Bush's other nominees, or only increase it.
"Does our political base say `We got one!' or does it say `That was
spring training, and now it's on to
the real game'?" asked Rahm Emanuel, a former political operative for
President Clinton who has
returned to private life in Chicago, but still keeps his hand in Democratic
politics.
"I think they conclude this was spring training," he said.
One Democratic senator agreed. "I think this puts a lot more pressure
on Ashcroft," he said. "Senators
who say that the president deserves a presumption to get people he
wants into his administration may
have voted against one" nominee for the cabinet, he said, "but not
two."
Absent more surprise revelations about the private lives of other nominees,
Mr. Bush's advisers expect
that even the most controversial of his picks should fall under the
ideology rule — and, after a sufficient
grilling, win the Senate's approval.
That assumes that the rules are not shifting. They may be.
The anger over the Florida recount is still palpable on Capitol Hill,
so palpable that it could make some
Democrats more willing than usual to go after one of Mr. Bush's choices.
Alternately, abortion rights groups, gay and lesbian organizations or
others could try to apply the kind
of pressure on Mr. Bush that conservatives successfully put on Mr.

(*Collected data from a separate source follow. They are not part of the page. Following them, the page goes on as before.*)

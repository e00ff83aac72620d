//! Divergent pointing: three telescopes fanned out around the array pointing.
//!
//! A shower image centroid seen by each camera is brought into the common nominal frame and
//! onto the sky. Run with `RUST_LOG=iact_frames=debug` to see the paths taken.

use tracing::info;
use tracing_subscriber::EnvFilter;

use iact_frames::coordinates::Coordinates;
use iact_frames::frames::{CameraFrame, Frame, HorizonFrame, NominalFrame, Pointing};
use iact_frames::params::TransformParams;
use iact_frames::representation::Representation;
use iact_frames::units::{Angle, AngleUnit, Length, LengthArray, LengthUnit};
use iact_frames::FrameError;

fn main() -> Result<(), FrameError> {
    let filter = EnvFilter::try_from_default_env().unwrap_or_else(|_| EnvFilter::new("info"));
    tracing_subscriber::fmt().with_env_filter(filter).init();

    let array = Pointing::new(Angle::degrees(180.0), Angle::degrees(70.0));
    let nominal: Frame = NominalFrame::new(array)?.into();
    let horizon: Frame = HorizonFrame::new().into();
    let params = TransformParams::builder()
        .angle_unit(AngleUnit::Degree)
        .normalize_azimuth(true)
        .max_offset(Angle::degrees(10.0))
        .build()?;

    let divergence = [(-1.5, 0.0), (0.0, 1.0), (1.5, 0.0)];
    for (id, (daz, dalt)) in divergence.into_iter().enumerate() {
        let camera = CameraFrame::builder()
            .focal_length(Length::meters(28.0))
            .rotation(Angle::degrees(0.5 * id as f64))
            .telescope_pointing(Pointing::new(
                Angle::degrees(180.0 + daz),
                Angle::degrees(70.0 + dalt),
            ))
            .build()?;

        let centroid = Coordinates::camera(
            LengthArray::new(vec![120.0], LengthUnit::Millimeter),
            LengthArray::new(vec![-45.0], LengthUnit::Millimeter),
            camera,
        )?;

        let in_nominal = centroid.transform_to_with(&nominal, &params)?;
        let on_sky = centroid.transform_to_with(&horizon, &params)?;

        if let (Representation::Planar(p), Representation::Spherical(s)) =
            (in_nominal.representation(), on_sky.representation())
        {
            info!(
                telescope = id,
                nominal_x = %p.x().values[0],
                nominal_y = %p.y().values[0],
                az = %s.az().values[0],
                alt = %s.alt().values[0],
                "centroid (deg)"
            );
        }
    }
    Ok(())
}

Clinton in June 1993, when he
withdrew his nomination of Lani Guinier to be the civil rights chief
in the Justice Department.
That, of course, was not a cabinet post. But Mr. Clinton decided it
was not worth the political price to
stand by an old friend, whose writings, he said, he had not read before
nominating her.
In that case the issue was Professor Guinier's writings about race;
in Mr. Ashcroft's case, the questions
focus on his views about civil liberties, judicial nominations, the
death penalty and gun control.
So far Mr. Bush has been unwavering in his support, and many senators
say that, as a former senator
himself, Mr. Ashcroft will be given great leeway.
Still, the early exit of Ms. Chavez makes some of Mr. Bush's opponents
wonder whether his team is
willing to stand and fight. They will find out in the next two months.